TO DO: Could you set down every record exactly as it appears?

--- GIVEN RECORDS Enclosed Below ---

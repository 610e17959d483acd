use std::{env, time::Duration};

use thiserror::Error;

/// Origins the forum front-end is served from. Used when `CORS_ORIGINS` is unset.
const DEFAULT_ORIGINS: [&str; 4] = [
    "http://localhost:5173",
    "http://localhost:5174",
    "https://buzz-breeze.web.app",
    "https://buzz-breeze.firebaseapp.com",
];

const DEFAULT_PORT: u16 = 5000;
const DEFAULT_TOKEN_TTL_DAYS: u64 = 365;

/// AppConfig
///
/// Holds the application's entire configuration state. Immutable once loaded and
/// pulled into handlers via `FromRef<AppState>`.
#[derive(Clone, Debug)]
pub struct AppConfig {
    // Deployment mode. Drives the session cookie's security attributes and log format.
    pub env: Env,
    // HMAC secret used to sign and verify session credentials. Never sent to clients.
    pub jwt_secret: String,
    // Postgres connection string. Optional locally, where the in-memory repository is used.
    pub db_url: Option<String>,
    pub port: u16,
    // Lifetime of an issued session credential.
    pub token_ttl: Duration,
    // Origins allowed to make credentialed cross-origin requests.
    pub allowed_origins: Vec<String>,
}

/// Env
///
/// Explicit deployment mode. `Production` hardens the session cookie (`Secure`,
/// `SameSite=None` for the cross-site front-end); `Local` keeps it same-site only.
#[derive(Clone, Copy, PartialEq, Eq, Debug)]
pub enum Env {
    Local,
    Production,
}

impl Env {
    pub fn parse(value: &str) -> Self {
        match value {
            "production" => Env::Production,
            _ => Env::Local,
        }
    }

    pub fn is_production(self) -> bool {
        self == Env::Production
    }
}

#[derive(Debug, Error)]
pub enum ConfigError {
    #[error("{0} must be set")]
    Missing(&'static str),
    #[error("{var} has an invalid value: {value:?}")]
    Invalid { var: &'static str, value: String },
}

impl AppConfig {
    /// Builds a configuration with defaults for everything except the mode and secret.
    /// Used by tests and embedders that do not read the process environment.
    pub fn new(env: Env, jwt_secret: impl Into<String>) -> Self {
        Self {
            env,
            jwt_secret: jwt_secret.into(),
            db_url: None,
            port: DEFAULT_PORT,
            token_ttl: default_ttl(),
            allowed_origins: DEFAULT_ORIGINS.iter().map(|o| o.to_string()).collect(),
        }
    }

    /// load
    ///
    /// Reads the configuration from environment variables. Fails fast when the signing
    /// secret is missing in any mode, or when `DATABASE_URL` is missing in production.
    pub fn load() -> Result<Self, ConfigError> {
        let env = Env::parse(&env::var("APP_ENV").unwrap_or_else(|_| "local".to_string()));

        let jwt_secret = non_empty("ACCESS_TOKEN_SECRET").ok_or(ConfigError::Missing("ACCESS_TOKEN_SECRET"))?;

        let db_url = non_empty("DATABASE_URL");
        if env.is_production() && db_url.is_none() {
            return Err(ConfigError::Missing("DATABASE_URL"));
        }

        let port = match non_empty("PORT") {
            Some(value) => value
                .parse()
                .map_err(|_| ConfigError::Invalid { var: "PORT", value })?,
            None => DEFAULT_PORT,
        };

        let token_ttl = match non_empty("TOKEN_TTL_DAYS") {
            Some(value) => match value.parse::<u64>().ok().filter(|d| *d > 0).and_then(days) {
                Some(ttl) => ttl,
                None => return Err(ConfigError::Invalid { var: "TOKEN_TTL_DAYS", value }),
            },
            None => default_ttl(),
        };

        let allowed_origins = match non_empty("CORS_ORIGINS") {
            Some(list) => {
                let origins: Vec<String> = list
                    .split(',')
                    .map(str::trim)
                    .filter(|o| !o.is_empty())
                    .map(str::to_string)
                    .collect();
                // Credentialed CORS cannot use a wildcard origin.
                if origins.iter().any(|o| o == "*") {
                    return Err(ConfigError::Invalid { var: "CORS_ORIGINS", value: list });
                }
                origins
            }
            None => DEFAULT_ORIGINS.iter().map(|o| o.to_string()).collect(),
        };

        Ok(Self {
            env,
            jwt_secret,
            db_url,
            port,
            token_ttl,
            allowed_origins,
        })
    }
}

fn non_empty(var: &str) -> Option<String> {
    env::var(var).ok().filter(|v| !v.trim().is_empty())
}

const SECS_PER_DAY: u64 = 24 * 60 * 60;

/// `None` when the lifetime does not fit in seconds.
fn days(n: u64) -> Option<Duration> {
    n.checked_mul(SECS_PER_DAY).map(Duration::from_secs)
}

fn default_ttl() -> Duration {
    Duration::from_secs(DEFAULT_TOKEN_TTL_DAYS * SECS_PER_DAY)
}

--- End of Enclosed GIVEN RECORDS ---

REPLY:
repository 610e17959d483acd
use std::{env, time::Duration};

use thiserror::Error;

/// Origins the forum front-end is served from. Used when `CORS_ORIGINS` is unset.
const DEFAULT_ORIGINS: [&str; 4] = [
    "http://localhost:5173",
    "http://localhost:5174",
    "https://buzz-breeze.web.app",
    "https://buzz-breeze.firebaseapp.com",
];

const DEFAULT_PORT: u16 = 5000;
const DEFAULT_TOKEN_TTL_DAYS: u64 = 365;

/// AppConfig
///
/// Holds the application's entire configuration state. Immutable once loaded and
/// pulled into handlers via `FromRef<AppState>`.
#[derive(Clone, Debug)]
pub struct AppConfig {
    // Deployment mode. Drives the session cookie's security attributes and log format.
    pub env: Env,
    // HMAC secret used to sign and verify session credentials. Never sent to clients.
    pub jwt_secret: String,
    // Postgres connection string. Optional locally, where the in-memory repository is used.
    pub db_url: Option<String>,
    pub port: u16,
    // Lifetime of an issued session credential.
    pub token_ttl: Duration,
    // Origins allowed to make credentialed cross-origin requests.
    pub allowed_origins: Vec<String>,
}

/// Env
///
/// Explicit deployment mode. `Production` hardens the session cookie (`Secure`,
/// `SameSite=None` for the cross-site front-end); `Local` keeps it same-site only.
#[derive(Clone, Copy, PartialEq, Eq, Debug)]
pub enum Env {
    Local,
    Production,
}

impl Env {
    pub fn parse(value: &str) -> Self {
        match value {
            "production" => Env::Production,
            _ => Env::Local,
        }
    }

    pub fn is_production(self) -> bool {
        self == Env::Production
    }
}

#[derive(Debug, Error)]
pub enum ConfigError {
    #[error("{0} must be set")]
    Missing(&'static str),
    #[error("{var} has an invalid value: {value:?}")]
    Invalid { var: &'static str, value: String },
}

impl AppConfig {
    /// Builds a configuration with defaults for everything except the mode and secret.
    /// Used by tests and embedders that do not read the process environment.
    pub fn new(env: Env, jwt_secret: impl Into<String>) -> Self {
        Self {
            env,
            jwt_secret: jwt_secret.into(),
            db_url: None,
            port: DEFAULT_PORT,
            token_ttl: default_ttl(),
            allowed_origins: DEFAULT_ORIGINS.iter().map(|o| o.to_string()).collect(),
        }
    }

    /// load
    ///
    /// Reads the configuration from environment variables. Fails fast when the signing
    /// secret is missing in any mode, or when `DATABASE_URL` is missing in production.
    pub fn load() -> Result<Self, ConfigError> {
        let env = Env::parse(&env::var("APP_ENV").unwrap_or_else(|_| "local".to_string()));

        let jwt_secret = non_empty("ACCESS_TOKEN_SECRET").ok_or(ConfigError::Missing("ACCESS_TOKEN_SECRET"))?;

        let db_url = non_empty("DATABASE_URL");
        if env.is_production() && db_url.is_none() {
            return Err(ConfigError::Missing("DATABASE_URL"));
        }

        let port = match non_empty("PORT") {
            Some(value) => value
                .parse()
                .map_err(|_| ConfigError::Invalid { var: "PORT", value })?,
            None => DEFAULT_PORT,
        };

        let token_ttl = match non_empty("TOKEN_TTL_DAYS") {
            Some(value) => match value.parse::<u64>().ok().filter(|d| *d > 0).and_then(days) {
                Some(ttl) => ttl,
                None => return Err(ConfigError::Invalid { var: "TOKEN_TTL_DAYS", value }),
            },
            None => default_ttl(),
        };

        let allowed_origins = match non_empty("CORS_ORIGINS") {
            Some(list) => {
                let origins: Vec<String> = list
                    .split(',')
                    .map(str::trim)
                    .filter(|o| !o.is_empty())
                    .map(str::to_string)
                    .collect();
                // Credentialed CORS cannot use a wildcard origin.
                if origins.iter().any(|o| o == "*") {
                    return Err(ConfigError::Invalid { var: "CORS_ORIGINS", value: list });
                }
                origins
            }
            None => DEFAULT_ORIGINS.iter().map(|o| o.to_string()).collect(),
        };

        Ok(Self {
            env,
            jwt_secret,
            db_url,
            port,
            token_ttl,
            allowed_origins,
        })
    }
}

fn non_empty(var: &str) -> Option<String> {
    env::var(var).ok().filter(|v| !v.trim().is_empty())
}

const SECS_PER_DAY: u64 = 24 * 60 * 60;

/// `None` when the lifetime does not fit in seconds.
fn days(n: u64) -> Option<Duration> {
    n.checked_mul(SECS_PER_DAY).map(Duration::from_secs)
}

fn default_ttl() -> Duration {
    Duration::from_secs(DEFAULT_TOKEN_TTL_DAYS * SECS_PER_DAY)
}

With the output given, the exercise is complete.